Lawyers and policy-makers met at the University of Colorado Law Center in early June to celebrate the 40th anniversary of the Public Land Law Review Commission’s Report “One Third of the Nation’s Land“, and to reflect on the need for a new Commission and a new report to address the challenges for public lands in the 21st century. 

The 1970 report led to the 1976 Federal Land Policy and Management Act (FLPMA).  According to Charles Wilkinson, FLPMA was a textbook example of Congress taking the long view – carefully studying the problem through a commission, and then crafting a bill which addressed those concerns.  He noted that the National Forest Management Act (NFMA) was very different – it went through Congress in less than a year because of a timber cutting crisis.

The speakers at the conference generally concluded that today’s political environment makes it difficult to repeat a 1970-type commission.  Congress is too polarized.  We may be too impatient to repeat the process that took six years from 1964 to 1970.  There may not be a political sponsor like Wayne Aspinall, the Congressman from Colorado who pushed for the formation of the Commission as part of a 1964 compromise legislative package which enabled the package of the Wilderness Act.  In addition, the problems today with public land management may not be grabbing the attention of the public, more concerned with the economy and other pressing matters.

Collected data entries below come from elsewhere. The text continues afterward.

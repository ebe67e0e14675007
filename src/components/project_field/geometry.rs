use glam::DVec2;

/// Axis-aligned rectangle described by its center and full size.
#[derive(Clone, Copy, Debug, Default, PartialEq)]
pub struct Rect {
	pub center: DVec2,
	pub size: DVec2,
}

impl Rect {
	pub fn new(center: DVec2, size: DVec2) -> Self {
		Self { center, size }
	}

	pub fn half(&self) -> DVec2 {
		self.size * 0.5
	}

	pub fn min(&self) -> DVec2 {
		self.center - self.half()
	}

	pub fn max(&self) -> DVec2 {
		self.center + self.half()
	}
}

/// Gap between the nearest edges of two rectangles, zero when they touch or overlap.
pub fn edge_distance(a: &Rect, b: &Rect) -> f64 {
	let gap = (a.center - b.center).abs() - (a.half() + b.half());
	gap.max(DVec2::ZERO).length()
}

/// Inclusive on every edge.
pub fn point_in_rect(point: DVec2, rect: &Rect) -> bool {
	let (min, max) = (rect.min(), rect.max());
	point.x >= min.x && point.x <= max.x && point.y >= min.y && point.y <= max.y
}

#[cfg(test)]
mod tests {
	use super::*;

	fn rect(x: f64, y: f64, w: f64, h: f64) -> Rect {
		Rect::new(DVec2::new(x, y), DVec2::new(w, h))
	}

	#[test]
	fn disjoint_on_x_axis() {
		let d = edge_distance(&rect(0.0, 0.0, 10.0, 10.0), &rect(100.0, 0.0, 10.0, 10.0));
		assert_eq!(d, 90.0);
	}

	#[test]
	fn diagonal_gap_uses_both_axes() {
		let d = edge_distance(&rect(0.0, 0.0, 10.0, 10.0), &rect(13.0, 9.0, 10.0, 10.0));
		assert_eq!(d, 3.0);
		// 3-4-5 gap between nearest corners
		let d = edge_distance(&rect(0.0, 0.0, 10.0, 10.0), &rect(13.0, 14.0, 10.0, 10.0));
		assert_eq!(d, 5.0);
	}

	#[test]
	fn overlapping_and_touching_are_zero() {
		let a = rect(0.0, 0.0, 20.0, 20.0);
		assert_eq!(edge_distance(&a, &rect(5.0, 5.0, 20.0, 20.0)), 0.0);
		assert_eq!(edge_distance(&a, &rect(20.0, 0.0, 20.0, 20.0)), 0.0);
		assert_eq!(edge_distance(&a, &a), 0.0);
	}

	#[test]
	fn edge_distance_is_not_center_distance() {
		let a = rect(0.0, 0.0, 100.0, 10.0);
		let b = rect(120.0, 0.0, 100.0, 10.0);
		assert_eq!(edge_distance(&a, &b), 20.0);
		assert_eq!(edge_distance(&a, &b), edge_distance(&b, &a));
	}

	#[test]
	fn point_in_rect_includes_edges() {
		let r = rect(50.0, 50.0, 20.0, 10.0);
		assert!(point_in_rect(DVec2::new(50.0, 50.0), &r));
		assert!(point_in_rect(DVec2::new(40.0, 45.0), &r));
		assert!(point_in_rect(DVec2::new(60.0, 55.0), &r));
		assert!(!point_in_rect(DVec2::new(60.1, 50.0), &r));
		assert!(!point_in_rect(DVec2::new(50.0, 44.9), &r));
	}
}
use glam::DVec2;
use log::{debug, warn};

use super::forces::{ForceParams, apply_force_field, keep_in_bounds};
use super::geometry::Rect;
use super::interaction::{
	EMULATED_MOUSE_MS, HoverTracker, PointerMachine, PointerOutcome, TouchTracker,
};
use super::physics::World;
use super::registry::{Node, NodeRegistry};
use super::scale::{
	ACCENT_COLOR, GlowStyle, HeaderStyle, compute_glow_style, compute_header_style, compute_scale,
};
use super::types::DeviceClass;

/// What the cursor glow is currently tinted for.
#[derive(Clone, Copy, Debug, Default, PartialEq)]
pub enum GlowTarget {
	#[default]
	Empty,
	Node(usize),
	/// Page title or social link.
	Accent,
}

#[derive(Clone, Copy, Debug, PartialEq, Eq)]
pub enum ResizeOutcome {
	Rebuilt,
	Rescaled,
}

/// Everything the landing page simulates, owned by the component and handed
/// to each subsystem by reference.
pub struct SimulationContext {
	pub world: World,
	registry: Option<NodeRegistry>,
	viewport: DVec2,
	scale: f64,
	pointer: PointerMachine,
	hover: HoverTracker,
	touch: TouchTracker,
	/// Timestamp of the last touch end, to drop the mouse events browsers emulate after it.
	last_touch_end: Option<f64>,
	glow: GlowTarget,
	accent_hovered: bool,
	random: Box<dyn FnMut() -> f64>,
	generation: u64,
	style_revision: u64,
}

impl SimulationContext {
	pub fn new(viewport: DVec2, random: impl FnMut() -> f64 + 'static) -> Self {
		let mut ctx = Self {
			world: World::new(),
			registry: None,
			viewport,
			scale: 1.0,
			pointer: PointerMachine::default(),
			hover: HoverTracker::default(),
			touch: TouchTracker::default(),
			last_touch_end: None,
			glow: GlowTarget::Empty,
			accent_hovered: false,
			random: Box::new(random),
			generation: 0,
			style_revision: 0,
		};
		ctx.resize(viewport);
		ctx
	}

	pub fn viewport(&self) -> DVec2 {
		self.viewport
	}

	pub fn scale(&self) -> f64 {
		self.scale
	}

	pub fn center(&self) -> DVec2 {
		self.viewport / 2.0
	}

	pub fn device(&self) -> DeviceClass {
		self.registry
			.as_ref()
			.map(NodeRegistry::device)
			.unwrap_or_else(|| DeviceClass::from_width(self.viewport.x))
	}

	pub fn nodes(&self) -> &[Node] {
		self.registry.as_ref().map(NodeRegistry::nodes).unwrap_or(&[])
	}

	/// Bumped whenever the node set is rebuilt; elements must be recreated.
	pub fn generation(&self) -> u64 {
		self.generation
	}

	/// Bumped whenever node styles change without a rebuild.
	pub fn style_revision(&self) -> u64 {
		self.style_revision
	}

	/// Recomputes scale and device class. Crossing the breakpoint (or having no
	/// layout at all) rebuilds every node; otherwise nodes are rescaled in place.
	pub fn resize(&mut self, viewport: DVec2) -> ResizeOutcome {
		let device = DeviceClass::from_width(viewport.x);
		let scale = compute_scale(viewport, device);
		let (old_scale, old_center) = (self.scale, self.center());
		self.viewport = viewport;
		self.scale = scale;

		match self.registry.take() {
			Some(registry) if registry.device() == device => {
				self.registry = Some(registry);
				self.rescale(old_center, scale / old_scale);
				ResizeOutcome::Rescaled
			}
			previous => {
				match previous {
					Some(registry) => {
						debug!("device class changed to {:?}, rebuilding", device);
						registry.teardown(&mut self.world);
					}
					None => warn!("resize without a layout, initialising {:?}", device),
				}
				self.rebuild(device);
				ResizeOutcome::Rebuilt
			}
		}
	}

	fn rebuild(&mut self, device: DeviceClass) {
		self.pointer = PointerMachine::default();
		self.hover = HoverTracker::default();
		self.touch = TouchTracker::default();
		self.glow = if self.accent_hovered {
			GlowTarget::Accent
		} else {
			GlowTarget::Empty
		};
		self.registry = Some(NodeRegistry::build(
			&mut self.world,
			device,
			self.scale,
			self.viewport,
			&mut self.random,
		));
		self.generation += 1;
		self.style_revision += 1;
	}

	fn rescale(&mut self, old_center: DVec2, factor: f64) {
		let Some(registry) = self.registry.as_mut() else {
			return;
		};
		if !registry.device().is_mobile() && factor.is_finite() && factor > 0.0 {
			let center = self.viewport / 2.0;
			for node in registry.nodes() {
				let Some(body) = self.world.body(node.body) else {
					continue;
				};
				let position = center + (body.position - old_center) * factor;
				let velocity = body.velocity * factor;
				self.world.set_position(node.body, position);
				self.world.set_velocity(node.body, velocity);
			}
		}
		registry.resize_in_place(&mut self.world, self.scale, self.viewport);
		registry.mirror(&self.world);
		self.style_revision += 1;
		debug!("rescaled nodes by {factor:.3}");
	}

	/// One physics tick: force field, integration, then the bounds keeper.
	/// Mobile layouts are static and skip the simulation.
	pub fn tick(&mut self) {
		// A collapsed viewport has nothing to simulate.
		if !self.scale.is_finite() || self.scale <= 0.0 {
			return;
		}
		let Some(registry) = self.registry.as_ref() else {
			return;
		};
		if registry.device().is_mobile() {
			return;
		}
		let held = self
			.pointer
			.held()
			.and_then(|i| registry.get(i))
			.map(|n| n.body);
		let (center, params) = (self.center(), ForceParams::for_scale(self.scale));
		apply_force_field(&mut self.world, registry, center, &params, held);
		self.world.step();
		keep_in_bounds(&mut self.world, registry, self.viewport);
	}

	/// Copies body positions into the on-screen boxes, after they were drawn.
	pub fn mirror(&mut self) {
		if let Some(registry) = self.registry.as_mut() {
			registry.mirror(&self.world);
		}
	}

	/// Runs the single hover hit test queued since the last frame, if any.
	pub fn run_hover_check(&mut self) {
		let Some(point) = self.hover.take_pending() else {
			return;
		};
		let hit = self.registry.as_ref().and_then(|r| r.hit_test(point));
		if self.hover.update(hit) {
			self.refresh_glow();
		}
	}

	fn refresh_glow(&mut self) {
		self.glow = match (self.accent_hovered, self.hover.hovered()) {
			(true, _) => GlowTarget::Accent,
			(false, Some(node)) => GlowTarget::Node(node),
			(false, None) => GlowTarget::Empty,
		};
	}

	fn node_center(&self, index: usize) -> Option<DVec2> {
		self.nodes().get(index).map(|n| n.rendered.center)
	}

	fn link(&self, index: usize) -> Option<&'static str> {
		self.nodes().get(index).map(|n| n.project.link)
	}

	pub fn pointer_down(&mut self, point: DVec2, at_ms: f64) {
		if self
			.last_touch_end
			.is_some_and(|ended| at_ms - ended < EMULATED_MOUSE_MS)
		{
			return;
		}
		// Grabs go through the bodies, like the physics mouse constraint.
		let hit = self
			.world
			.query_point(point)
			.and_then(|body| self.registry.as_ref()?.index_of(body))
			.and_then(|i| self.node_center(i).map(|c| (i, c)));
		self.pointer.press(point, at_ms, hit);
	}

	pub fn pointer_move(&mut self, point: DVec2) {
		if self.pointer.is_idle() {
			self.hover.queue(point);
			return;
		}
		let outcome = self.pointer.move_to(point);
		self.apply_pointer(outcome);
	}

	/// Returns the link to open when the release resolved as a click.
	pub fn pointer_up(&mut self, point: DVec2, at_ms: f64) -> Option<&'static str> {
		let outcome = self.pointer.release(point, at_ms);
		self.hover.queue(point);
		self.apply_pointer(outcome)
	}

	pub fn pointer_leave(&mut self) {
		let outcome = self.pointer.cancel();
		self.apply_pointer(outcome);
		if self.hover.clear() {
			self.refresh_glow();
		}
	}

	fn apply_pointer(&mut self, outcome: PointerOutcome) -> Option<&'static str> {
		let movable = !self.device().is_mobile();
		match outcome {
			PointerOutcome::Nothing => None,
			PointerOutcome::Click { node } => self.link(node),
			PointerOutcome::Drag {
				node,
				position,
				started,
			} => {
				let body = self.nodes().get(node).map(|n| n.body)?;
				if movable {
					if started {
						self.world.set_static(body, true);
					}
					self.world.set_position(body, position);
					self.world.set_velocity(body, DVec2::ZERO);
				}
				None
			}
			PointerOutcome::DragEnded { node } => {
				let body = self.nodes().get(node).map(|n| n.body)?;
				if movable {
					self.world.set_static(body, false);
					self.world.set_velocity(body, DVec2::ZERO);
				}
				None
			}
		}
	}

	pub fn touch_start(&mut self, point: DVec2) {
		let hit = self.registry.as_ref().and_then(|r| r.hit_test(point));
		self.touch.start(point, hit);
	}

	pub fn touch_move(&mut self, point: DVec2) {
		self.touch.move_to(point);
	}

	/// Returns the link to open when the touch resolved as a tap.
	pub fn touch_end(&mut self, point: Option<DVec2>, at_ms: f64) -> Option<&'static str> {
		self.last_touch_end = Some(at_ms);
		self.touch.end(point).and_then(|node| self.link(node))
	}

	pub fn touch_cancel(&mut self, at_ms: f64) {
		self.last_touch_end = Some(at_ms);
		self.touch.cancel();
	}

	/// Pointer entered or left the page title / social links.
	pub fn set_accent_hover(&mut self, hovered: bool) {
		self.accent_hovered = hovered;
		self.refresh_glow();
	}

	pub fn is_hovered(&self, index: usize) -> bool {
		self.hover.hovered() == Some(index)
	}

	pub fn is_touched(&self, index: usize) -> bool {
		self.touch.active() == Some(index)
	}

	pub fn glow_style(&self) -> GlowStyle {
		let color = match self.glow {
			GlowTarget::Empty => None,
			GlowTarget::Node(i) => self.nodes().get(i).map(|n| n.color.as_str()),
			GlowTarget::Accent => Some(ACCENT_COLOR),
		};
		compute_glow_style(color, self.scale)
	}

	pub fn header_style(&self) -> HeaderStyle {
		compute_header_style(self.scale)
	}

	/// The custom cursor only makes sense with a mouse.
	pub fn cursor_glow_visible(&self) -> bool {
		!self.device().is_mobile()
	}

	/// Box to draw node `index` at, read straight from its body.
	pub fn node_box(&self, index: usize) -> Option<Rect> {
		let node = self.nodes().get(index)?;
		let body = self.world.body(node.body)?;
		Some(Rect::new(body.position, node.size))
	}

	/// Feeds back the laid-out height of a fluid card.
	pub fn report_measured_height(&mut self, index: usize, height: f64) {
		let (scale, viewport) = (self.scale, self.viewport);
		let Some(registry) = self.registry.as_mut() else {
			return;
		};
		if registry.set_measured_height(&mut self.world, index, height, scale, viewport) {
			self.style_revision += 1;
		}
	}
}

Much has changed since 1970. 

Norman James, a Phoenix attorney, observed that the review commission did not anticipate that wildlife preservation would often dominate public land management after the passage of the 1973 Endangered Species Act.  He gave an example of the dominant role played by management of the Mexican spotted owl in Arizona and New Mexico, which led to dramatic reductions in timber sale volumes, essentially destroying the region’s forest products industry.

Todd True, an attorney with Earthjustice, noted that the commission hinted about “fish and wildlife values”, although the idea that public lands play a critical role in fish and wildlife protection may not have been fully developed or its implications well understood in 1970.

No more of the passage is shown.